▶ Exercise goal:
All lines of the entries with "EventKind" in them must be listed.

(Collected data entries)
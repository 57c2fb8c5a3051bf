//! Selection change notifications

use serde::{Deserialize, Serialize};

/// A selection change, as trigger indices.
#[derive(Debug, Clone, Copy, PartialEq, Eq, Serialize, Deserialize)]
pub struct Transition {
    pub from: Option<usize>,
    pub to: usize,
}

pub type Callback = Box<dyn FnMut(&Transition)>;

/// Callbacks run synchronously once the group is active.
#[derive(Default)]
pub struct Hooks {
    before_deselect: Option<Callback>,
    after_select: Option<Callback>,
}

impl Hooks {
    pub fn new() -> Self {
        Self::default()
    }

    /// Runs after every trigger has been deselected, before the new one is selected.
    pub fn before_deselect<F>(mut self, f: F) -> Self
    where
        F: FnMut(&Transition) + 'static,
    {
        self.before_deselect = Some(Box::new(f));
        self
    }

    /// Runs once the new trigger is selected and its panel revealed.
    pub fn after_select<F>(mut self, f: F) -> Self
    where
        F: FnMut(&Transition) + 'static,
    {
        self.after_select = Some(Box::new(f));
        self
    }

    pub(crate) fn fire_before_deselect(&mut self, transition: &Transition) {
        if let Some(f) = self.before_deselect.as_mut() {
            f(transition);
        }
    }

    pub(crate) fn fire_after_select(&mut self, transition: &Transition) {
        if let Some(f) = self.after_select.as_mut() {
            f(transition);
        }
    }
}

impl std::fmt::Debug for Hooks {
    fn fmt(&self, f: &mut std::fmt::Formatter<'_>) -> std::fmt::Result {
        f.debug_struct("Hooks")
            .field("before_deselect", &self.before_deselect.is_some())
            .field("after_select", &self.after_select.is_some())
            .finish()
    }
}
//! In-memory document
//!
//! A small element tree implementing [`Host`]. Clones are cheap handles to
//! the same shared tree, so the page and every component attached to it see
//! the same state.

use parking_lot::Mutex;
use percent_encoding::percent_decode_str;
use scraper::{ElementRef, Html};
use std::sync::Arc;
use url::Url;

use crate::element::ElementNode;
use crate::error::DomError;
use crate::event::{DispatchedEvent, EventKind, ListenerId};
use crate::host::Host;
use crate::node::{ElementData, Node, NodeData, NodeId};
use crate::selector::Selector;
use crate::Result;

const VOID_ELEMENTS: &[&str] = &[
    "area", "base", "br", "col", "embed", "hr", "img", "input", "link", "meta", "source",
    "track", "wbr",
];

#[derive(Clone)]
pub struct Document {
    tree: Arc<Mutex<Tree>>,
}

struct Tree {
    nodes: Vec<Node>,
    body: NodeId,
    /// `None` until a location is set; behaves like `about:blank`.
    location: Option<Url>,
    focused: Option<NodeId>,
    listeners: Vec<Listener>,
    next_listener: u64,
    dispatched: Vec<DispatchedEvent>,
}

struct Listener {
    id: ListenerId,
    node: NodeId,
    kind: EventKind,
}

impl Document {
    pub fn new() -> Self {
        let body = Node {
            parent: None,
            children: Vec::new(),
            data: NodeData::Element(ElementData::new("body")),
        };

        Self {
            tree: Arc::new(Mutex::new(Tree {
                nodes: vec![body],
                body: NodeId(0),
                location: None,
                focused: None,
                listeners: Vec::new(),
                next_listener: 1,
                dispatched: Vec::new(),
            })),
        }
    }

    /// Parse an HTML fragment and import it under `body`.
    pub fn parse_html(markup: &str) -> Self {
        let html = Html::parse_fragment(markup);
        if !html.errors.is_empty() {
            tracing::debug!(errors = html.errors.len(), "HTML fragment parsed with recoverable errors");
        }

        let document = Self::new();
        {
            let mut tree = document.tree.lock();
            let body = tree.body;
            for child in html.root_element().children() {
                if let Some(element) = ElementRef::wrap(child) {
                    import_element(&mut tree, body, element);
                } else if let Some(text) = child.value().as_text() {
                    tree.insert(Some(body), NodeData::Text((&**text).to_owned()));
                }
            }
        }

        document
    }

    /// Replace the location URL, e.g. `https://example.com/page#panel-2`.
    pub fn with_location(self, location: &str) -> Result<Self> {
        let url = Url::parse(location)?;
        self.tree.lock().location = Some(url);
        Ok(self)
    }

    pub fn location(&self) -> Option<Url> {
        self.tree.lock().location.clone()
    }

    pub fn body(&self) -> NodeId {
        self.tree.lock().body
    }

    /// Create a detached element.
    pub fn create_element(&self, tag: &str) -> NodeId {
        self.tree
            .lock()
            .insert(None, NodeData::Element(ElementData::new(tag)))
    }

    pub fn append_child(&self, parent: NodeId, child: NodeId) -> Result<()> {
        let mut tree = self.tree.lock();
        tree.element(parent)?;
        tree.node(child)?;
        if tree.is_inclusive_ancestor(child, parent) {
            return Err(DomError::Hierarchy { parent, child });
        }
        let previous = tree.nodes[child.0].parent;
        if let Some(previous) = previous {
            tree.nodes[previous.0].children.retain(|c| *c != child);
        }
        tree.nodes[child.0].parent = Some(parent);
        tree.nodes[parent.0].children.push(child);
        Ok(())
    }

    /// Create an element with `attributes` and append it to `parent`.
    pub fn append_element(
        &self,
        parent: NodeId,
        tag: &str,
        attributes: &[(&str, &str)],
    ) -> Result<NodeId> {
        let mut data = ElementData::new(tag);
        for (name, value) in attributes {
            data.set_attribute(name, value);
        }

        let mut tree = self.tree.lock();
        tree.element(parent)?;
        Ok(tree.insert(Some(parent), NodeData::Element(data)))
    }

    pub fn append_text(&self, parent: NodeId, text: &str) -> Result<NodeId> {
        let mut tree = self.tree.lock();
        tree.element(parent)?;
        Ok(tree.insert(Some(parent), NodeData::Text(text.to_string())))
    }

    pub fn tag_name(&self, node: NodeId) -> Option<String> {
        let tree = self.tree.lock();
        tree.element(node).ok().map(|el| el.tag.clone())
    }

    pub fn outer_html(&self, node: NodeId) -> Result<String> {
        let tree = self.tree.lock();
        let mut out = String::new();
        tree.serialize(node, &mut out)?;
        Ok(out)
    }

    pub fn inner_html(&self, node: NodeId) -> Result<String> {
        let tree = self.tree.lock();
        let mut out = String::new();
        for &child in &tree.node(node)?.children {
            tree.serialize(child, &mut out)?;
        }
        Ok(out)
    }

    /// Custom events dispatched so far, oldest first.
    pub fn dispatched_events(&self) -> Vec<DispatchedEvent> {
        self.tree.lock().dispatched.clone()
    }

    pub fn listener_count(&self) -> usize {
        self.tree.lock().listeners.len()
    }
}

impl Default for Document {
    fn default() -> Self {
        Self::new()
    }
}

impl std::fmt::Debug for Document {
    fn fmt(&self, f: &mut std::fmt::Formatter<'_>) -> std::fmt::Result {
        let tree = self.tree.lock();
        f.debug_struct("Document")
            .field("nodes", &tree.nodes.len())
            .field("location", &tree.location.as_ref().map(Url::as_str))
            .field("listeners", &tree.listeners.len())
            .finish()
    }
}
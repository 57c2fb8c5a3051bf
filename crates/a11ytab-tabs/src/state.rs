//! Tab group lifecycle
//!
//! ```text
//! Detached
//!   ↓ initialize
//! Active
//!   ↓ destroy
//! Destroyed (terminal)
//! ```

use serde::{Deserialize, Serialize};

#[derive(Debug, Clone, Copy, PartialEq, Eq, Serialize, Deserialize)]
#[serde(rename_all = "lowercase")]
pub enum Lifecycle {
    /// Constructed, nothing applied to the document yet
    Detached,
    /// Attributes applied, listeners registered, one trigger selected
    Active,
    /// Everything removed again; the group must not be reused
    Destroyed,
}

impl Lifecycle {
    pub fn can_transition_to(&self, target: Lifecycle) -> bool {
        match (self, target) {
            (Lifecycle::Detached, Lifecycle::Active) => true,
            (Lifecycle::Active, Lifecycle::Destroyed) => true,
            // Tearing down a group that was never initialized
            (Lifecycle::Detached, Lifecycle::Destroyed) => true,
            (a, b) if *a == b => true,
            _ => false,
        }
    }

    pub fn is_terminal(&self) -> bool {
        matches!(self, Lifecycle::Destroyed)
    }

    pub fn as_str(&self) -> &'static str {
        match self {
            Lifecycle::Detached => "detached",
            Lifecycle::Active => "active",
            Lifecycle::Destroyed => "destroyed",
        }
    }
}

impl std::fmt::Display for Lifecycle {
    fn fmt(&self, f: &mut std::fmt::Formatter<'_>) -> std::fmt::Result {
        write!(f, "{}", self.as_str())
    }
}

impl std::str::FromStr for Lifecycle {
    type Err = String;

    fn from_str(s: &str) -> Result<Self, Self::Err> {
        match s.to_lowercase().as_str() {
            "detached" => Ok(Lifecycle::Detached),
            "active" => Ok(Lifecycle::Active),
            "destroyed" => Ok(Lifecycle::Destroyed),
            _ => Err(format!("Unknown lifecycle state: {}", s)),
        }
    }
}
//! a11ytab tab groups
//!
//! Turns trigger links and content panels into an accessible tab interface:
//! ARIA roles and relations, a roving tabindex, arrow key navigation with
//! wraparound and optional location fragment sync.
//!
//! ```text
//! Detached --initialize--> Active --destroy--> Destroyed
//! ```

mod config;
mod discovery;
mod error;
mod group;
mod hooks;
mod input;
mod state;

pub use config::{ClassPair, Config, EventNames, ResolvedConfig};
pub use discovery::TabTrigger;
pub use error::TabError;
pub use group::{SelectOptions, TabGroup};
pub use hooks::{Hooks, Transition};
pub use input::{resolve_key, Direction};
pub use state::Lifecycle;

pub type Result<T> = std::result::Result<T, TabError>;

▶ Answer section:
use crate::event::{DispatchedEvent, EventKind, ListenerId};
    kind: EventKind,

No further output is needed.